In her landmark essay "Music As Torture, Music As Weapon" Suzanne Cusick outlines how the U.S. military has developed and used acoustic weapons as a way to break down the psychological states of prisoners. This "no touch" torture can include high-pitched sounds, repeated sounds, sounds at random intervals, sounds that are "culturally" torturous, and extreme volumes of sound. In a prior essay, "Towards A Lesbian Relationship With Music" Cusick asks readers to think of the ear as another sexual orifice, to acknowledge the sexual pleasure of music, both actively and passively working with the body and mind. In combining these thoughts we might think of musical torture – the involuntarily exposure to sound – a form of sonic rape.
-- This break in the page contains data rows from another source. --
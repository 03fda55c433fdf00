//! Bounded reachability checks against the data service.

use std::time::{Duration, Instant};

use chrono::{DateTime, Utc};
use color_eyre::{eyre::eyre, Result};
use serde::Serialize;
use tracing::debug;
use url::Url;

use crate::config::Config;

/// Ceiling for any single probe; a slower answer counts as unreachable.
pub const DEFAULT_PROBE_TIMEOUT: Duration = Duration::from_secs(5);

/// Terminal classification of one health check.
#[derive(Debug, Clone, Copy, PartialEq, Eq, Serialize)]
#[serde(rename_all = "lowercase")]
pub enum HealthStatus {
  /// 2xx answer from the service.
  Reachable,
  /// The service answered, but not with a 2xx.
  Degraded,
  /// No usable answer at all.
  Unreachable,
}

/// Why a probe failed at the network level.
#[derive(Debug, Clone, Copy, PartialEq, Eq, Serialize)]
#[serde(rename_all = "lowercase")]
pub enum FailureCause {
  Timeout,
  Dns,
  Refused,
  Unknown,
}

/// Outcome of a single health check.
#[derive(Debug, Clone, Serialize)]
pub struct HealthResult {
  pub status: HealthStatus,
  pub reachable: bool,
  pub latency_ms: Option<u64>,
  pub status_code: Option<u16>,
  pub cause: Option<FailureCause>,
  /// True when the signal only partially confirms reachability.
  pub limited: bool,
  pub checked_at: DateTime<Utc>,
}

impl HealthResult {
  pub(super) fn from_status(status_code: u16, latency: Duration) -> Self {
    let ok = (200..300).contains(&status_code);
    Self {
      status: if ok {
        HealthStatus::Reachable
      } else {
        HealthStatus::Degraded
      },
      reachable: ok,
      latency_ms: Some(latency.as_millis() as u64),
      status_code: Some(status_code),
      cause: None,
      limited: false,
      checked_at: Utc::now(),
    }
  }

  pub(super) fn unreachable(cause: FailureCause) -> Self {
    Self {
      status: HealthStatus::Unreachable,
      reachable: false,
      latency_ms: None,
      status_code: None,
      cause: Some(cause),
      limited: false,
      checked_at: Utc::now(),
    }
  }

  fn limited(mut self) -> Self {
    self.limited = true;
    self
  }
}

/// Availability answer for a single route.
#[derive(Debug, Clone, Serialize)]
pub struct EndpointCheck {
  pub path: String,
  pub available: bool,
  pub status_code: Option<u16>,
}

/// Reachability prober for the data service.
///
/// Each check is a fresh run; nothing is remembered between invocations.
pub struct HealthProbe {
  http: reqwest::Client,
  base_url: Url,
  timeout: Duration,
}

impl HealthProbe {
  pub fn new(config: &Config) -> Result<Self> {
    Self::from_base_url(config.base_url()?)
  }

  /// Build a probe against an explicit base URL.
  pub fn from_base_url(base_url: Url) -> Result<Self> {
    let http = reqwest::Client::builder()
      .connect_timeout(DEFAULT_PROBE_TIMEOUT)
      .user_agent(concat!("stridelog/", env!("CARGO_PKG_VERSION")))
      .build()
      .map_err(|e| eyre!("Failed to build probe client: {}", e))?;

    Ok(Self {
      http,
      base_url,
      timeout: DEFAULT_PROBE_TIMEOUT,
    })
  }

  /// Override the per-probe timeout.
  pub fn with_timeout(mut self, timeout: Duration) -> Self {
    self.timeout = timeout;
    self
  }

  pub(super) fn base_url(&self) -> &Url {
    &self.base_url
  }

  pub(super) fn timeout(&self) -> Duration {
    self.timeout
  }

  /// Probe the service base endpoint and classify the answer.
  pub async fn check_server_health(&self) -> HealthResult {
    self
      .probe(self.base_url.clone(), reqwest::Method::GET)
      .await
  }

  /// Alternate lightweight signal for when the primary check fails.
  ///
  /// A HEAD of the activities route proves transport and routing but says
  /// nothing about payload health, so the result is marked `limited`.
  pub async fn fallback_health_check(&self) -> HealthResult {
    match self.base_url.join("data/activities?limit=1") {
      Ok(url) => self.probe(url, reqwest::Method::HEAD).await.limited(),
      Err(_) => HealthResult::unreachable(FailureCause::Unknown).limited(),
    }
  }

  /// Probe one specific route, independent of the aggregate diagnosis.
  pub async fn check_endpoint(&self, path: &str) -> EndpointCheck {
    let Ok(url) = self.base_url.join(path) else {
      return EndpointCheck {
        path: path.to_string(),
        available: false,
        status_code: None,
      };
    };

    let result = self.probe(url, reqwest::Method::GET).await;
    EndpointCheck {
      path: path.to_string(),
      available: result.reachable,
      status_code: result.status_code,
    }
  }

  async fn probe(&self, url: Url, method: reqwest::Method) -> HealthResult {
    let started = Instant::now();
    let request = self
      .http
      .request(method, url)
      .timeout(self.timeout)
      .send();

    match tokio::time::timeout(self.timeout, request).await {
      Ok(Ok(response)) => {
        HealthResult::from_status(response.status().as_u16(), started.elapsed())
      }
      Ok(Err(err)) => {
        debug!("probe failed: {}", err);
        HealthResult::unreachable(classify_error(&err))
      }
      Err(_) => HealthResult::unreachable(FailureCause::Timeout),
    }
  }
}

/// Map a transport error onto a failure cause by walking its source chain.
fn classify_error(err: &reqwest::Error) -> FailureCause {
  if err.is_timeout() {
    return FailureCause::Timeout;
  }

  let mut source: Option<&(dyn std::error::Error + 'static)> = Some(err);
  while let Some(current) = source {
    let text = current.to_string().to_lowercase();
    if text.contains("dns") || text.contains("lookup address") {
      return FailureCause::Dns;
    }
    if let Some(io) = current.downcast_ref::<std::io::Error>() {
      match io.kind() {
        std::io::ErrorKind::ConnectionRefused => return FailureCause::Refused,
        std::io::ErrorKind::TimedOut => return FailureCause::Timeout,
        _ => {}
      }
    }
    source = current.source();
  }

  FailureCause::Unknown
}

#[cfg(test)]
mod tests {
  use super::*;
  use tokio::io::{AsyncReadExt, AsyncWriteExt};
  use tokio::net::TcpListener;

  async fn serve_once(status_line: &'static str) -> std::net::SocketAddr {
    let listener = TcpListener::bind("127.0.0.1:0").await.expect("bind");
    let addr = listener.local_addr().expect("local addr");

    tokio::spawn(async move {
      if let Ok((mut socket, _)) = listener.accept().await {
        let mut buf = [0u8; 1024];
        let _ = socket.read(&mut buf).await;
        let response = format!(
          "HTTP/1.1 {}\r\ncontent-length: 0\r\nconnection: close\r\n\r\n",
          status_line
        );
        let _ = socket.write_all(response.as_bytes()).await;
      }
    });

    addr
  }

  fn probe_for(addr: std::net::SocketAddr) -> HealthProbe {
    let base = Url::parse(&format!("http://{}/", addr)).expect("valid url");
    HealthProbe::from_base_url(base).expect("probe builds")
  }

  #[tokio::test]
  async fn status_200_classifies_as_reachable() {
    let addr = serve_once("200 OK").await;
    let result = probe_for(addr).check_server_health().await;

    assert_eq!(result.status, HealthStatus::Reachable);
    assert!(result.reachable);
    assert_eq!(result.status_code, Some(200));
    assert!(result.latency_ms.is_some());
    assert_eq!(result.cause, None);
  }

  #[tokio::test]
  async fn status_503_classifies_as_degraded() {
    let addr = serve_once("503 Service Unavailable").await;
    let result = probe_for(addr).check_server_health().await;

    assert_eq!(result.status, HealthStatus::Degraded);
    assert!(!result.reachable);
    assert_eq!(result.status_code, Some(503));
  }

  #[tokio::test]
  async fn refused_connection_classifies_as_unreachable() {
    // Bind then drop to get a port with nothing listening.
    let listener = TcpListener::bind("127.0.0.1:0").await.expect("bind");
    let addr = listener.local_addr().expect("local addr");
    drop(listener);

    let result = probe_for(addr).check_server_health().await;
    assert_eq!(result.status, HealthStatus::Unreachable);
    assert_eq!(result.cause, Some(FailureCause::Refused));
    assert_eq!(result.status_code, None);
  }

  #[tokio::test]
  async fn silent_server_classifies_as_timeout() {
    let listener = TcpListener::bind("127.0.0.1:0").await.expect("bind");
    let addr = listener.local_addr().expect("local addr");

    tokio::spawn(async move {
      // Accept and hold the connection without ever answering.
      let _socket = listener.accept().await;
      tokio::time::sleep(Duration::from_secs(30)).await;
    });

    let result = probe_for(addr)
      .with_timeout(Duration::from_millis(200))
      .check_server_health()
      .await;

    assert_eq!(result.status, HealthStatus::Unreachable);
    assert_eq!(result.cause, Some(FailureCause::Timeout));
  }

  #[tokio::test]
  async fn fallback_check_is_marked_limited() {
    let addr = serve_once("200 OK").await;
    let result = probe_for(addr).fallback_health_check().await;

    assert!(result.limited);
    assert!(result.reachable);
  }

  #[tokio::test]
  async fn endpoint_check_reports_status_code() {
    let addr = serve_once("404 Not Found").await;
    let check = probe_for(addr).check_endpoint("data/activities?limit=1").await;

    assert!(!check.available);
    assert_eq!(check.status_code, Some(404));
    assert_eq!(check.path, "data/activities?limit=1");
  }
}
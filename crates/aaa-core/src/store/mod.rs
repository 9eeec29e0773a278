//! Storage contracts consumed by the core
//!
//! The core never talks to a database directly. Each component depends on
//! the narrowest trait that covers what it needs, so tests and alternative
//! deployments can substitute their own implementations.
//!
//! # Implementations
//!
//! - [`MemoryStore`]: in-process maps (single node, tests)
//! - `PgStore`: PostgreSQL via sqlx (`postgres` feature)
//!
//! All methods are async and cancel cleanly when their future is dropped;
//! callers that need a deadline wrap them in `tokio::time::timeout`
//! (the repositories do this when a storage timeout is configured).

pub mod memory;
#[cfg(feature = "postgres")]
pub mod postgres;

pub use memory::MemoryStore;
#[cfg(feature = "postgres")]
pub use postgres::PgStore;

use crate::error::{Error, StoreError};
use crate::model::{Account, AccountingRecord, OnlineSession, Profile};
use async_trait::async_trait;
use chrono::{DateTime, Utc};
use std::future::Future;
use std::time::Duration;
use uuid::Uuid;

/// Given a profile id, return the profile or fail
///
/// This is all the profile cache needs from storage.
#[async_trait]
pub trait ProfileLookup: Send + Sync {
    async fn get_profile(&self, id: i64) -> Result<Profile, StoreError>;
}

/// Profile persistence used by management write paths
#[async_trait]
pub trait ProfileStore: ProfileLookup {
    async fn upsert_profile(&self, profile: &Profile) -> Result<(), StoreError>;

    /// Returns `NotFound` if no profile had this id.
    async fn delete_profile(&self, id: i64) -> Result<(), StoreError>;
}

/// Account persistence, keyed by username
#[async_trait]
pub trait AccountStore: Send + Sync {
    async fn get_account(&self, username: &str) -> Result<Account, StoreError>;

    async fn upsert_account(&self, account: &Account) -> Result<(), StoreError>;
}

/// Online session table, keyed by Acct-Session-Id
#[async_trait]
pub trait SessionStore: Send + Sync {
    /// Insert a new row. Returns `Conflict` if the session id is already online.
    async fn insert_session(&self, session: &OnlineSession) -> Result<(), StoreError>;

    /// Write counters, session time and last-update time of the row with the
    /// same session id. Returns the number of rows changed.
    async fn update_session(&self, session: &OnlineSession) -> Result<u64, StoreError>;

    /// Returns the number of rows removed.
    async fn delete_session(&self, acct_session_id: &str) -> Result<u64, StoreError>;

    async fn get_session(&self, acct_session_id: &str) -> Result<OnlineSession, StoreError>;

    async fn session_exists(&self, acct_session_id: &str) -> Result<bool, StoreError>;

    async fn count_sessions(&self, username: &str) -> Result<i64, StoreError>;

    async fn list_sessions(&self, username: &str) -> Result<Vec<OnlineSession>, StoreError>;

    async fn delete_sessions_by_ids(&self, ids: &[Uuid]) -> Result<u64, StoreError>;

    /// Remove sessions whose NAS address or NAS identifier matches.
    /// Empty arguments never match.
    async fn delete_sessions_by_nas(&self, nas_addr: &str, nas_id: &str)
        -> Result<u64, StoreError>;

    /// Remove sessions last updated before `cutoff`.
    async fn delete_sessions_idle_since(&self, cutoff: DateTime<Utc>) -> Result<u64, StoreError>;
}

/// Accounting history table
#[async_trait]
pub trait AccountingStore: Send + Sync {
    async fn insert_record(&self, record: &AccountingRecord) -> Result<(), StoreError>;

    /// Close the open record for this session id with the stop fields of
    /// `record`. Returns the number of rows changed; zero means no open
    /// record matched.
    async fn close_record(
        &self,
        acct_session_id: &str,
        record: &AccountingRecord,
    ) -> Result<u64, StoreError>;

    async fn list_records(&self, acct_session_id: &str)
        -> Result<Vec<AccountingRecord>, StoreError>;

    /// Delete closed records that stopped before `cutoff`.
    async fn delete_closed_before(&self, cutoff: DateTime<Utc>) -> Result<u64, StoreError>;
}

/// Persistence for runtime settings
#[async_trait]
pub trait SettingsBackend: Send + Sync {
    async fn load_settings(&self) -> Result<Vec<(String, String)>, StoreError>;

    async fn save_setting(&self, key: &str, value: &str) -> Result<(), StoreError>;
}

/// Run a storage call, bounded by `deadline` when one is configured.
pub(crate) async fn with_deadline<T, F>(deadline: Option<Duration>, call: F) -> Result<T, Error>
where
    F: Future<Output = Result<T, StoreError>>,
{
    match deadline {
        Some(limit) => match tokio::time::timeout(limit, call).await {
            Ok(result) => result.map_err(Error::from),
            Err(_) => Err(Error::Timeout(limit)),
        },
        None => call.await.map_err(Error::from),
    }
}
What if you ask for it? What if there were a mode of listening that found pleasure in the very aspects of sound that were, for some people, a form of torture? Would this listening be considered a form of aural masochism? My presentation will look at one genre of (un)popular music in which discourse about sadism and masochism have been explicitly identified – noise – and will address the practices of listening and feeling extreme volumes of sound in this genre. I will revisit interlocutors from my 2002 EMP Providence noise scene paper as well as conduct interviews with New York City noise musicians and fans. Using Elaine Scarry's work on masochism in performance art as a model, I also intend to draw from conversations with (or texts written by) amp builders, psychoacousticians, pain specialists, sex-positive feminists and self-identified ("out") masochists to attempt to create a web of possible meanings for the voluntary bodily practice of getting close to an extremely loud noise-spewing amplifier with little or no protection. Many writers have focused on what that moment sounds like or how it means in culture, but I am wondering how does it make the body feel?